ST. GEORGE — The city of St. George has finished issuing $36 million in municipal bonds needed to pay for the remaining upgrades to its wastewater treatment infrastructure.
Despite the COVID-19 pandemic and its impact on the economy, the city was able to take advantage of favorable interest rates. The all-in cost to the city of the bond is 2.54%. Prior to the coronavirus, the estimated interest rate was closer to 2.8% for a 25-year bond.
The rate drop equals a $1.4 million savings in interest costs.
“When we priced the bonds on May 13, we literally hit a low point in the marketplace,” said Jason Burningham with Lewis Young Robertson & Burningham, the city’s financial advisor.
In March, the picture changed with a spike on interest rates that put the bond sale in jeopardy, Burningham added. The decision was made to wait on the market to rebound and bounce back which it did. The bond sale began May 13 and finished Thursday.
“With the COVID-19 issues that everyone has been dealing with, there was some (changes) in the market, but because of the city’s high-grade credit … and overall financial management … there was a lot of demand from investors,” Burningham added.
The practice to sell municipal bonds, where investors purchase a bond for a return on investment to pay for large infrastructure needs, is not a new approach. The original estimated return on investment for bondholders was 5%. The current percentage is not available.
Nearly 20 investors included Travelers Insurance, State Farm Insurance, Northern Trust and the Aquila Group, a Utah-based tax-free municipal bond fund. Because the investors were primarily institutions and large block purchasers, it helped drive down the interest rate, Burningham said.
“Because the market purchased the bonds at a premium we reoffered them at 4.3 million,” Burningham added. ” In essence the bondholders purchased them for more than $40 million that gets us more in net proceeds.”
The facility west of Bloomington was built in 1989 with a capacity to treat 5 million gallons of wastewater each day. It was upgraded in 1994 and again in 1999. Its current capacity is 17 million gallons per day.
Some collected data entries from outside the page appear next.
/// Parsed-image cache
///
/// Maps image filenames to parsed handles, validated against the file's
/// modification time on every access. Parse failures are cached too, so a
/// listing can report per-image status without reparsing a broken file on
/// every request.

use std::collections::HashMap;
use std::fs;
use std::path::Path;
use std::sync::{Arc, Mutex};
use std::time::SystemTime;

use log::{debug, warn};

use crate::error::{ArchiveError, Result};
use crate::image::ImageIndex;

/// A parsed image held by the cache
#[derive(Debug)]
pub struct ParsedImage {
    /// Image filename (no directory)
    pub name: String,
    /// Raw image bytes; sector payloads are slices into this buffer
    pub data: Vec<u8>,
    /// Parsed container index
    pub index: ImageIndex,
    /// Modification time the entry was parsed at
    pub mtime: SystemTime,
    /// File size in bytes
    pub size: u64,
}

/// A cached parse failure
#[derive(Debug, Clone)]
pub struct InvalidImage {
    /// Image filename (no directory)
    pub name: String,
    /// File size in bytes
    pub size: u64,
    /// Rendered parse error
    pub error: String,
}

/// Outcome of a cache lookup
#[derive(Debug, Clone)]
pub enum CacheEntry {
    /// The image parsed; callers borrow the shared handle
    Parsed(Arc<ParsedImage>),
    /// The image failed to parse; the failure is remembered until the file
    /// changes
    Invalid(Arc<InvalidImage>),
}

enum Slot {
    Parsed(Arc<ParsedImage>),
    Invalid(Arc<InvalidImage>, SystemTime),
}

/// Process-wide cache of parsed images keyed by filename
#[derive(Default)]
pub struct DiskCache {
    entries: Mutex<HashMap<String, Slot>>,
}

impl DiskCache {
    /// Create an empty cache
    pub fn new() -> Self {
        Self::default()
    }

    /// Look up an image, reparsing when its modification time changed
    ///
    /// Zero-length files are not loadable and never cached.
    pub fn lookup(&self, path: &Path) -> Result<CacheEntry> {
        let name = file_name(path);
        let metadata = fs::metadata(path)?;
        if metadata.len() == 0 {
            return Err(ArchiveError::EmptyImage);
        }
        let mtime = metadata.modified()?;

        {
            let entries = self.entries.lock().unwrap();
            match entries.get(&name) {
                Some(Slot::Parsed(image)) if image.mtime == mtime => {
                    debug!("cache hit for {}", name);
                    return Ok(CacheEntry::Parsed(Arc::clone(image)));
                }
                Some(Slot::Invalid(invalid, cached_mtime)) if *cached_mtime == mtime => {
                    debug!("cached failure for {}", name);
                    return Ok(CacheEntry::Invalid(Arc::clone(invalid)));
                }
                _ => {}
            }
        }

        debug!("parsing {}", name);
        let data = fs::read(path)?;
        let size = data.len() as u64;
        let entry = match ImageIndex::parse(&data) {
            Ok(index) => {
                let image = Arc::new(ParsedImage {
                    name: name.clone(),
                    data,
                    index,
                    mtime,
                    size,
                });
                self.entries
                    .lock()
                    .unwrap()
                    .insert(name, Slot::Parsed(Arc::clone(&image)));
                CacheEntry::Parsed(image)
            }
            Err(err) => {
                warn!("failed to parse {}: {}", name, err);
                let invalid = Arc::new(InvalidImage {
                    name: name.clone(),
                    size,
                    error: err.to_string(),
                });
                self.entries
                    .lock()
                    .unwrap()
                    .insert(name, Slot::Invalid(Arc::clone(&invalid), mtime));
                CacheEntry::Invalid(invalid)
            }
        };
        Ok(entry)
    }

    /// Look up an image, turning a cached failure into its parse error
    pub fn image(&self, path: &Path) -> Result<Arc<ParsedImage>> {
        match self.lookup(path)? {
            CacheEntry::Parsed(image) => Ok(image),
            CacheEntry::Invalid(_) => {
                // Reparse to reproduce the structured error. If the file
                // somehow became valid under the same mtime, take the win.
                let data = fs::read(path)?;
                let index = ImageIndex::parse(&data)?;
                let metadata = fs::metadata(path)?;
                let image = Arc::new(ParsedImage {
                    name: file_name(path),
                    size: data.len() as u64,
                    index,
                    mtime: metadata.modified()?,
                    data,
                });
                self.entries
                    .lock()
                    .unwrap()
                    .insert(image.name.clone(), Slot::Parsed(Arc::clone(&image)));
                Ok(image)
            }
        }
    }

    /// Drop one cached entry, forcing a reparse on next access
    pub fn invalidate(&self, name: &str) {
        if self.entries.lock().unwrap().remove(name).is_some() {
            debug!("invalidated {}", name);
        }
    }

    /// Drop every cached entry (e.g. when the storage directory changes)
    pub fn clear(&self) {
        let mut entries = self.entries.lock().unwrap();
        if !entries.is_empty() {
            debug!("cleared {} cached image(s)", entries.len());
            entries.clear();
        }
    }

    /// Number of cached entries, parsed and failed alike
    pub fn len(&self) -> usize {
        self.entries.lock().unwrap().len()
    }

    /// Check whether the cache is empty
    pub fn is_empty(&self) -> bool {
        self.entries.lock().unwrap().is_empty()
    }
}

fn file_name(path: &Path) -> String {
    path.file_name()
        .map(|n| n.to_string_lossy().into_owned())
        .unwrap_or_else(|| path.to_string_lossy().into_owned())
}

#[cfg(test)]
mod tests {
    use super::*;
    use crate::format::constants::*;
    use std::io::Write;

    fn minimal_dsk() -> Vec<u8> {
        let mut data = vec![0u8; DISK_HEADER_SIZE];
        data[..STANDARD_DSK_SIGNATURE.len()].copy_from_slice(STANDARD_DSK_SIGNATURE);
        data[DISK_TRACK_COUNT_OFFSET] = 1;
        data[DISK_SIDE_COUNT_OFFSET] = 1;
        data[DISK_TRACK_SIZE_OFFSET] = 0;
        data[DISK_TRACK_SIZE_OFFSET + 1] = 1; // 256-byte track
        data.extend_from_slice(&[0u8; TRACK_HEADER_SIZE]);
        data
    }

    #[test]
    fn test_lookup_parses_and_caches() {
        let dir = tempfile::tempdir().unwrap();
        let path = dir.path().join("disk.dsk");
        fs::write(&path, minimal_dsk()).unwrap();

        let cache = DiskCache::new();
        let first = cache.image(&path).unwrap();
        assert_eq!(first.name, "disk.dsk");
        assert_eq!(cache.len(), 1);

        // Second lookup returns the same shared handle
        let second = cache.image(&path).unwrap();
        assert!(Arc::ptr_eq(&first, &second));
    }

    #[test]
    fn test_lookup_reparses_on_mtime_change() {
        let dir = tempfile::tempdir().unwrap();
        let path = dir.path().join("disk.dsk");
        fs::write(&path, minimal_dsk()).unwrap();

        let cache = DiskCache::new();
        let first = cache.image(&path).unwrap();

        // Rewrite with a different mtime
        std::thread::sleep(std::time::Duration::from_millis(20));
        let mut file = fs::OpenOptions::new().write(true).open(&path).unwrap();
        file.write_all(&minimal_dsk()).unwrap();
        file.set_modified(SystemTime::now()).unwrap();
        drop(file);

        let second = cache.image(&path).unwrap();
        if first.mtime != second.mtime {
            assert!(!Arc::ptr_eq(&first, &second));
        }
    }

    #[test]
    fn test_zero_length_not_loadable() {
        let dir = tempfile::tempdir().unwrap();
        let path = dir.path().join("empty.dsk");
        fs::write(&path, b"").unwrap();

        let cache = DiskCache::new();
        assert!(matches!(
            cache.lookup(&path),
            Err(ArchiveError::EmptyImage)
        ));
        assert!(cache.is_empty());
    }

    #[test]
    fn test_parse_failure_cached() {
        let dir = tempfile::tempdir().unwrap();
        let path = dir.path().join("junk.dsk");
        fs::write(&path, vec![0x55u8; 1024]).unwrap();

        let cache = DiskCache::new();
        match cache.lookup(&path).unwrap() {
            CacheEntry::Invalid(invalid) => {
                assert_eq!(invalid.name, "junk.dsk");
                assert_eq!(invalid.size, 1024);
                assert!(invalid.error.contains("Unknown signature"));
            }
            CacheEntry::Parsed(_) => panic!("junk parsed as an image"),
        }
        assert_eq!(cache.len(), 1);

        assert!(matches!(
            cache.image(&path),
            Err(ArchiveError::UnknownSignature)
        ));
    }

    #[test]
    fn test_invalidate_and_clear() {
        let dir = tempfile::tempdir().unwrap();
        let path = dir.path().join("disk.dsk");
        fs::write(&path, minimal_dsk()).unwrap();

        let cache = DiskCache::new();
        cache.image(&path).unwrap();
        assert_eq!(cache.len(), 1);

        cache.invalidate("disk.dsk");
        assert!(cache.is_empty());

        cache.image(&path).unwrap();
        cache.clear();
        assert!(cache.is_empty());
    }
}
Phase I of the expansion replaces the infrastructure that handles sewage coming into the plant as well as the ultraviolet-disinfection process at the end of the treatment facility. Phase II will address retrofitting infrastructure needs and processes found throughout the remaining treatment plant.
At a cost of approximately $25 million, Phase I is nearing completion within three weeks with Phase II immediately following up its construction set to begin in August. When the $36 million-plus upgrade is completedm it will increase treatment capacity to 25.5 million gallons of wastewater per day.
Phase II is anticipated to be completed by May 2022 and May 2023.
Based on the current growth rate, St. George officials anticipate the plant will meet the city’s needs through 2035. The upgrades will serve a population of approximately 170,000 residents throughout its regional service area of St. George, Washington, Ivins and Santa Clara.
Upgrades have been underway for more than 18 months during the Phase I expansion. Until now, the city has been able to use cash reserves to finance the first phase of the expansion. Payment on the bonds will be generated through the city and participants in its regional service area fees.
St. George Mayor Jon Pike was unsure how the pandemic would impact the level of interest there would be from the investment community for a bond sale, but added he was confident that the city’s strong financial health was a positive for investors.
“Given this time I wasn’t sure how this would go,” Pike said. “Clearly, we are viewed as a very good risk. In three years, we will be able to see what $40 million looks like.”
“It is amazing how well Utah is viewed by the investment community, which is a testament to great fiscal practices,” Burningham said. “We’ve always had a great conservative approach and it shows when it comes to the cost of (borrowing) money.”